Dataset items:
- Opening Delimiter -

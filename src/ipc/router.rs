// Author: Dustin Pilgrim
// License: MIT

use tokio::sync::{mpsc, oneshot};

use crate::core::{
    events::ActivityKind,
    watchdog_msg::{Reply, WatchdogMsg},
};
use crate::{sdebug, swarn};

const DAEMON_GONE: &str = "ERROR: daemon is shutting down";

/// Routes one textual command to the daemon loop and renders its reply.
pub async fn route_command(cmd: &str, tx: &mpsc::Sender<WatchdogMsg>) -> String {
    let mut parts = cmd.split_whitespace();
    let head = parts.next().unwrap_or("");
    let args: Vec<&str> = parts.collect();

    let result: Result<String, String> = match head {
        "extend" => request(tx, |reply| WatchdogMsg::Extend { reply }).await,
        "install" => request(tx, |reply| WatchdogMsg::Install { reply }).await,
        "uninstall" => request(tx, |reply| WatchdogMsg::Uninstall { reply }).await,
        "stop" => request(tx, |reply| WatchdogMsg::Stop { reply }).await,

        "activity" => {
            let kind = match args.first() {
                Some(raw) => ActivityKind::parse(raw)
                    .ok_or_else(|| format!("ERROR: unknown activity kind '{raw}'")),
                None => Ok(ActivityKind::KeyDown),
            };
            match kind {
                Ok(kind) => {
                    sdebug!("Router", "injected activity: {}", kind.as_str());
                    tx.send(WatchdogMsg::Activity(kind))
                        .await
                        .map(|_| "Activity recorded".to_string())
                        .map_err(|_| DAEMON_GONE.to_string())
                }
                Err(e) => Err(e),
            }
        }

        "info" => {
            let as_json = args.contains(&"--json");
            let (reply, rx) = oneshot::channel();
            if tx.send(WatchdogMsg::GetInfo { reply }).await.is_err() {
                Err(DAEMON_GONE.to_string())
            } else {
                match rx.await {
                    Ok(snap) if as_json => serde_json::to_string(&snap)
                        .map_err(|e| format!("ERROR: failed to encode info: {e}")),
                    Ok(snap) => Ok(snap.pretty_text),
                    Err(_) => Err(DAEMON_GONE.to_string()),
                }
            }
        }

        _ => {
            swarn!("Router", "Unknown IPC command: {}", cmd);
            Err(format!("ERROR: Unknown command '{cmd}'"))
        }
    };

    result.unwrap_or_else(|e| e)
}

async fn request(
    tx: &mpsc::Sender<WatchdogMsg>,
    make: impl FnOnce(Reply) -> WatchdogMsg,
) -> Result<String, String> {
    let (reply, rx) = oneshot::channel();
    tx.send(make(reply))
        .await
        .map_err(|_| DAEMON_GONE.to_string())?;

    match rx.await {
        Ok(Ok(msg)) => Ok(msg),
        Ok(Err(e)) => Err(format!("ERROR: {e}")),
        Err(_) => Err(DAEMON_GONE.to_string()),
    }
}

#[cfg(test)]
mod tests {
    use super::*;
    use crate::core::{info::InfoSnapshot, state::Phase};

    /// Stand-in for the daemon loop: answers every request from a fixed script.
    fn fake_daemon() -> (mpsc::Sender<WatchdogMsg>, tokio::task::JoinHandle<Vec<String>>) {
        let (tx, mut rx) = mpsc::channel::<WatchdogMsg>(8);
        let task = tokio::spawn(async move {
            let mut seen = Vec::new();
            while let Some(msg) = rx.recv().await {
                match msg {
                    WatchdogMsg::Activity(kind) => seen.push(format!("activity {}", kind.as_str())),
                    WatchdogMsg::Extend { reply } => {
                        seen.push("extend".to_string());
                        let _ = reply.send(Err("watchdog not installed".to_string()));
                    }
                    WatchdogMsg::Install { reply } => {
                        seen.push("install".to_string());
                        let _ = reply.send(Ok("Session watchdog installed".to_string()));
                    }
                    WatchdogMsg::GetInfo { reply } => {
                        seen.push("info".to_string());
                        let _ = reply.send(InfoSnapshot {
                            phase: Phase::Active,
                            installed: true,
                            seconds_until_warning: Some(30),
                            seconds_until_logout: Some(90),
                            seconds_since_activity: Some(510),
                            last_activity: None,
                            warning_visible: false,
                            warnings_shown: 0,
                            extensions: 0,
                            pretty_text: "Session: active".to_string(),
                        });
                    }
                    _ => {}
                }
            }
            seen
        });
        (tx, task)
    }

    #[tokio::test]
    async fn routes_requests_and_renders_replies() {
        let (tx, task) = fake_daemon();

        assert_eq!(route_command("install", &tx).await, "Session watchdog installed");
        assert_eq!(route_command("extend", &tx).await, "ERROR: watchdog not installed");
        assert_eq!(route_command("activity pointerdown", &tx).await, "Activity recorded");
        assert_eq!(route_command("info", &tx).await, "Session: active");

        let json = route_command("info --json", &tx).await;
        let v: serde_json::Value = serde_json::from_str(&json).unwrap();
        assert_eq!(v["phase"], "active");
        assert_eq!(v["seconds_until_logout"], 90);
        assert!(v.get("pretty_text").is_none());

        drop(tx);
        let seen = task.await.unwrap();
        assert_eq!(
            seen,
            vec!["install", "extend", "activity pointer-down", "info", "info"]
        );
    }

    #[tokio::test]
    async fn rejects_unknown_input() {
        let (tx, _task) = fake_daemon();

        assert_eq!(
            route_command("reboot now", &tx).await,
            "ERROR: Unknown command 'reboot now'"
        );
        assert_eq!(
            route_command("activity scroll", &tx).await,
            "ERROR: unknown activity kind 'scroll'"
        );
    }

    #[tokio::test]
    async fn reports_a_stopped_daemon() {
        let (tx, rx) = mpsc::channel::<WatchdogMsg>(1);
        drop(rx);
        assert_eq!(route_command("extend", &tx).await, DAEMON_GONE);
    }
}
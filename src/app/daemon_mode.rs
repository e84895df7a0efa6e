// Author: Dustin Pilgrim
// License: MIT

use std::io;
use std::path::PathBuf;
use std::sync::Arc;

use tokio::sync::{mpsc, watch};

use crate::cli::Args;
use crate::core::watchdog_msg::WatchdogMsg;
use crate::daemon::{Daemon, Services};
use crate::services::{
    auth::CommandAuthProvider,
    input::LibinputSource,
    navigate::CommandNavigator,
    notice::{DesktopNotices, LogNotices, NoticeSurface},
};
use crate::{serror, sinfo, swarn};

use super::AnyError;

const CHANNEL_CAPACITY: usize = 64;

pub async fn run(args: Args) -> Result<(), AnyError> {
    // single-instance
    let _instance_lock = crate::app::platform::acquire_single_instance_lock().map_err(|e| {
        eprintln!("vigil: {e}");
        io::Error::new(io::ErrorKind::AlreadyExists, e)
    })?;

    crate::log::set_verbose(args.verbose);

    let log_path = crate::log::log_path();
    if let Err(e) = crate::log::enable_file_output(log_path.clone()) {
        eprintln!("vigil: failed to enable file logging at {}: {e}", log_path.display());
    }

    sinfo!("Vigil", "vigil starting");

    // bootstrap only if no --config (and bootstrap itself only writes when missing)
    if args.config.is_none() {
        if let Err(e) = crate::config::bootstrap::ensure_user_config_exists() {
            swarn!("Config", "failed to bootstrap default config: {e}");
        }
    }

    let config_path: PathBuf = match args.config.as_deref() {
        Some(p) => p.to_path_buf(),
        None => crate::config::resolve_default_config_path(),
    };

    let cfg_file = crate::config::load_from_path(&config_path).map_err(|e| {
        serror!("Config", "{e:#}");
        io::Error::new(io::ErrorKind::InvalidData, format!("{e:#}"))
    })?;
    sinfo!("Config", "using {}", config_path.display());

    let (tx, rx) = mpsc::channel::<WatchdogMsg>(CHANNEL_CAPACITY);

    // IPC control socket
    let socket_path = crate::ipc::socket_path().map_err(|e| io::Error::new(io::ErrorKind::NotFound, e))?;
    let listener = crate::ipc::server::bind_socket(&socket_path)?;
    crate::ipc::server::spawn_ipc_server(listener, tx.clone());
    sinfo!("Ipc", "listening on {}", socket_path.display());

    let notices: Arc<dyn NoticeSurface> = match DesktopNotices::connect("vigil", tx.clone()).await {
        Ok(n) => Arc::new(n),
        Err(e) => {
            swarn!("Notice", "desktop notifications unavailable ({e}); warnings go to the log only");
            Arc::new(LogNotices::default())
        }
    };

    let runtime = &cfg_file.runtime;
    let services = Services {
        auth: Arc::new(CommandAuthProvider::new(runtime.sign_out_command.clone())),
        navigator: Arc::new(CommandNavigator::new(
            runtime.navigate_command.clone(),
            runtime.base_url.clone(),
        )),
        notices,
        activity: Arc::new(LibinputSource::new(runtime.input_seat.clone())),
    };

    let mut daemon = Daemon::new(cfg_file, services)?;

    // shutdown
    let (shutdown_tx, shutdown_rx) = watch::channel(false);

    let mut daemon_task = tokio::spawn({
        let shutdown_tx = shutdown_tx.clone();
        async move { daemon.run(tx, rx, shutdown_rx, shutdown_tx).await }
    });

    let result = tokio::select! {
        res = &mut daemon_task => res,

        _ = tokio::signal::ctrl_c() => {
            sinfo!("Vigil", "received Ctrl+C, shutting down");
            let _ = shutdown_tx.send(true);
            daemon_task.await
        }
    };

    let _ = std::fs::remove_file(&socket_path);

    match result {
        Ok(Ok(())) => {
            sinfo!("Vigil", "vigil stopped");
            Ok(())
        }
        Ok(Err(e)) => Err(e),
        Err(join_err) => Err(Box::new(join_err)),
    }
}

- Closing Delimiter -

▶ **Task objective**: Reproduce verbatim the lines above, from the line with "writes when missing)" through the line with "res = &mut daemon_task".

▶ **Response below**:
    // bootstrap only if no --config (and bootstrap itself only writes when missing)
    if args.config.is_none() {
        if let Err(e) = crate::config::bootstrap::ensure_user_config_exists() {
            swarn!("Config", "failed to bootstrap default config: {e}");
        }
    }

    let config_path: PathBuf = match args.config.as_deref() {
        Some(p) => p.to_path_buf(),
        None => crate::config::resolve_default_config_path(),
    };

    let cfg_file = crate::config::load_from_path(&config_path).map_err(|e| {
        serror!("Config", "{e:#}");
        io::Error::new(io::ErrorKind::InvalidData, format!("{e:#}"))
    })?;
    sinfo!("Config", "using {}", config_path.display());

    let (tx, rx) = mpsc::channel::<WatchdogMsg>(CHANNEL_CAPACITY);

    // IPC control socket
    let socket_path = crate::ipc::socket_path().map_err(|e| io::Error::new(io::ErrorKind::NotFound, e))?;
    let listener = crate::ipc::server::bind_socket(&socket_path)?;
    crate::ipc::server::spawn_ipc_server(listener, tx.clone());
    sinfo!("Ipc", "listening on {}", socket_path.display());

    let notices: Arc<dyn NoticeSurface> = match DesktopNotices::connect("vigil", tx.clone()).await {
        Ok(n) => Arc::new(n),
        Err(e) => {
            swarn!("Notice", "desktop notifications unavailable ({e}); warnings go to the log only");
            Arc::new(LogNotices::default())
        }
    };

    let runtime = &cfg_file.runtime;
    let services = Services {
        auth: Arc::new(CommandAuthProvider::new(runtime.sign_out_command.clone())),
        navigator: Arc::new(CommandNavigator::new(
            runtime.navigate_command.clone(),
            runtime.base_url.clone(),
        )),
        notices,
        activity: Arc::new(LibinputSource::new(runtime.input_seat.clone())),
    };

    let mut daemon = Daemon::new(cfg_file, services)?;

    // shutdown
    let (shutdown_tx, shutdown_rx) = watch::channel(false);

    let mut daemon_task = tokio::spawn({
        let shutdown_tx = shutdown_tx.clone();
        async move { daemon.run(tx, rx, shutdown_rx, shutdown_tx).await }
    });

    let result = tokio::select! {
        res = &mut daemon_task => res,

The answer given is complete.